*Saved data entries*.
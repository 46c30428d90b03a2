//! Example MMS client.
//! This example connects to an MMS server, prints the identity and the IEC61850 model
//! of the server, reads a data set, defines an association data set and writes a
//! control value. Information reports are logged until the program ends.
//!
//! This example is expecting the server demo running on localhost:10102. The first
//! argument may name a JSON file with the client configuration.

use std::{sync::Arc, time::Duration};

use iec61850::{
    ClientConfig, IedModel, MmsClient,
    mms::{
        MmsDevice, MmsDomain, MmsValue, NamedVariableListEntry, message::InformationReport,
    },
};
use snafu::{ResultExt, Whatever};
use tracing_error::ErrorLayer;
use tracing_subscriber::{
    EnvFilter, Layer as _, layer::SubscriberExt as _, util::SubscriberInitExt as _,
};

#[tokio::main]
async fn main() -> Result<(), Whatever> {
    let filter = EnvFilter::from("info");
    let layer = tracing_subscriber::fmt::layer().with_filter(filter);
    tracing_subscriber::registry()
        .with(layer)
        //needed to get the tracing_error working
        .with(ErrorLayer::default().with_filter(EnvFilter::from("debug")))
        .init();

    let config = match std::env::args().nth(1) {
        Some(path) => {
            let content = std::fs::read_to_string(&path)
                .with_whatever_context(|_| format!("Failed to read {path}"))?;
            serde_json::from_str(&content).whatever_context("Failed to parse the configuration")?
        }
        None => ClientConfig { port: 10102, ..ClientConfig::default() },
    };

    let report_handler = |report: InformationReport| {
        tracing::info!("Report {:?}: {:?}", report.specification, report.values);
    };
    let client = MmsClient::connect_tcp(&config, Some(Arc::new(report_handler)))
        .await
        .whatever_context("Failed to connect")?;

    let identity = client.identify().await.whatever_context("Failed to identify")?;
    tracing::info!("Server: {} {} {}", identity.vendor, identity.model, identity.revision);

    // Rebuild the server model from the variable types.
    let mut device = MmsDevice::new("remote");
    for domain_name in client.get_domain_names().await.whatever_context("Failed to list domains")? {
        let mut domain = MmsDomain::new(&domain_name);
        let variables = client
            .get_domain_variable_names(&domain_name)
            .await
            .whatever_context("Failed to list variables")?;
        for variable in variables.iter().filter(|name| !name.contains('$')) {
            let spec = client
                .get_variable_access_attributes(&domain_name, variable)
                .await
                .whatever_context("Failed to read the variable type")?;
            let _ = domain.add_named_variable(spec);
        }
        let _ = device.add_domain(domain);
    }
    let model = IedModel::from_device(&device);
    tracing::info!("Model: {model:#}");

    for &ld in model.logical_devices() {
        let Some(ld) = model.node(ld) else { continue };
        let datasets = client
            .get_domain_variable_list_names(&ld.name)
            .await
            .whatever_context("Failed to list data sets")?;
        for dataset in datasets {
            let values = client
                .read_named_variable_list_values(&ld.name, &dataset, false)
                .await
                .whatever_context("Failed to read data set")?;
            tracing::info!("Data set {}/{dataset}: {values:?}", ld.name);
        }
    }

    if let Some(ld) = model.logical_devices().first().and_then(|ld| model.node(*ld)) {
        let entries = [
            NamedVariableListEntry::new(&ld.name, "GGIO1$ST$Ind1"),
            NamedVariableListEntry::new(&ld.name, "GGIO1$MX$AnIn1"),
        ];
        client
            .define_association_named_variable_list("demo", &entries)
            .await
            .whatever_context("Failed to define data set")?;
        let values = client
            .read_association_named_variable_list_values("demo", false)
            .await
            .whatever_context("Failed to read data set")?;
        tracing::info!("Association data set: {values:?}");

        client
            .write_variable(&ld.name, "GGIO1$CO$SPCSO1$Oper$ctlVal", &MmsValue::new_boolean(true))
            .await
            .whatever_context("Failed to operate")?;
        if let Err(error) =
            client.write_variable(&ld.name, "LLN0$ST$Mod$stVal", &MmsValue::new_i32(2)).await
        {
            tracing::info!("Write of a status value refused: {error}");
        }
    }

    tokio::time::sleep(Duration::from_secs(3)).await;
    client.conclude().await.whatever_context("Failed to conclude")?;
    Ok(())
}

*WHAT YOU NEED TO DO*. Repeat the data. Keep every word the same.

*FINAL ANSWER*.
repository 46c30428d90b03a2
//! Example MMS client.
//! This example connects to an MMS server, prints the identity and the IEC61850 model
//! of the server, reads a data set, defines an association data set and writes a
//! control value. Information reports are logged until the program ends.
//!
//! This example is expecting the server demo running on localhost:10102. The first
//! argument may name a JSON file with the client configuration.

use std::{sync::Arc, time::Duration};

use iec61850::{
    ClientConfig, IedModel, MmsClient,
    mms::{
        MmsDevice, MmsDomain, MmsValue, NamedVariableListEntry, message::InformationReport,
    },
};
use snafu::{ResultExt, Whatever};
use tracing_error::ErrorLayer;
use tracing_subscriber::{
    EnvFilter, Layer as _, layer::SubscriberExt as _, util::SubscriberInitExt as _,
};

#[tokio::main]
async fn main() -> Result<(), Whatever> {
    let filter = EnvFilter::from("info");
    let layer = tracing_subscriber::fmt::layer().with_filter(filter);
    tracing_subscriber::registry()
        .with(layer)
        //needed to get the tracing_error working
        .with(ErrorLayer::default().with_filter(EnvFilter::from("debug")))
        .init();

    let config = match std::env::args().nth(1) {
        Some(path) => {
            let content = std::fs::read_to_string(&path)
                .with_whatever_context(|_| format!("Failed to read {path}"))?;
            serde_json::from_str(&content).whatever_context("Failed to parse the configuration")?
        }
        None => ClientConfig { port: 10102, ..ClientConfig::default() },
    };

    let report_handler = |report: InformationReport| {
        tracing::info!("Report {:?}: {:?}", report.specification, report.values);
    };
    let client = MmsClient::connect_tcp(&config, Some(Arc::new(report_handler)))
        .await
        .whatever_context("Failed to connect")?;

    let identity = client.identify().await.whatever_context("Failed to identify")?;
    tracing::info!("Server: {} {} {}", identity.vendor, identity.model, identity.revision);

    // Rebuild the server model from the variable types.
    let mut device = MmsDevice::new("remote");
    for domain_name in client.get_domain_names().await.whatever_context("Failed to list domains")? {
        let mut domain = MmsDomain::new(&domain_name);
        let variables = client
            .get_domain_variable_names(&domain_name)
            .await
            .whatever_context("Failed to list variables")?;
        for variable in variables.iter().filter(|name| !name.contains('$')) {
            let spec = client
                .get_variable_access_attributes(&domain_name, variable)
                .await
                .whatever_context("Failed to read the variable type")?;
            let _ = domain.add_named_variable(spec);
        }
        let _ = device.add_domain(domain);
    }
    let model = IedModel::from_device(&device);
    tracing::info!("Model: {model:#}");

    for &ld in model.logical_devices() {
        let Some(ld) = model.node(ld) else { continue };
        let datasets = client
            .get_domain_variable_list_names(&ld.name)
            .await
            .whatever_context("Failed to list data sets")?;
        for dataset in datasets {
            let values = client
                .read_named_variable_list_values(&ld.name, &dataset, false)
                .await
                .whatever_context("Failed to read data set")?;
            tracing::info!("Data set {}/{dataset}: {values:?}", ld.name);
        }
    }

    if let Some(ld) = model.logical_devices().first().and_then(|ld| model.node(*ld)) {
        let entries = [
            NamedVariableListEntry::new(&ld.name, "GGIO1$ST$Ind1"),
            NamedVariableListEntry::new(&ld.name, "GGIO1$MX$AnIn1"),
        ];
        client
            .define_association_named_variable_list("demo", &entries)
            .await
            .whatever_context("Failed to define data set")?;
        let values = client
            .read_association_named_variable_list_values("demo", false)
            .await
            .whatever_context("Failed to read data set")?;
        tracing::info!("Association data set: {values:?}");

        client
            .write_variable(&ld.name, "GGIO1$CO$SPCSO1$Oper$ctlVal", &MmsValue::new_boolean(true))
            .await
            .whatever_context("Failed to operate")?;
        if let Err(error) =
            client.write_variable(&ld.name, "LLN0$ST$Mod$stVal", &MmsValue::new_i32(2)).await
        {
            tracing::info!("Write of a status value refused: {error}");
        }
    }

    tokio::time::sleep(Duration::from_secs(3)).await;
    client.conclude().await.whatever_context("Failed to conclude")?;
    Ok(())
}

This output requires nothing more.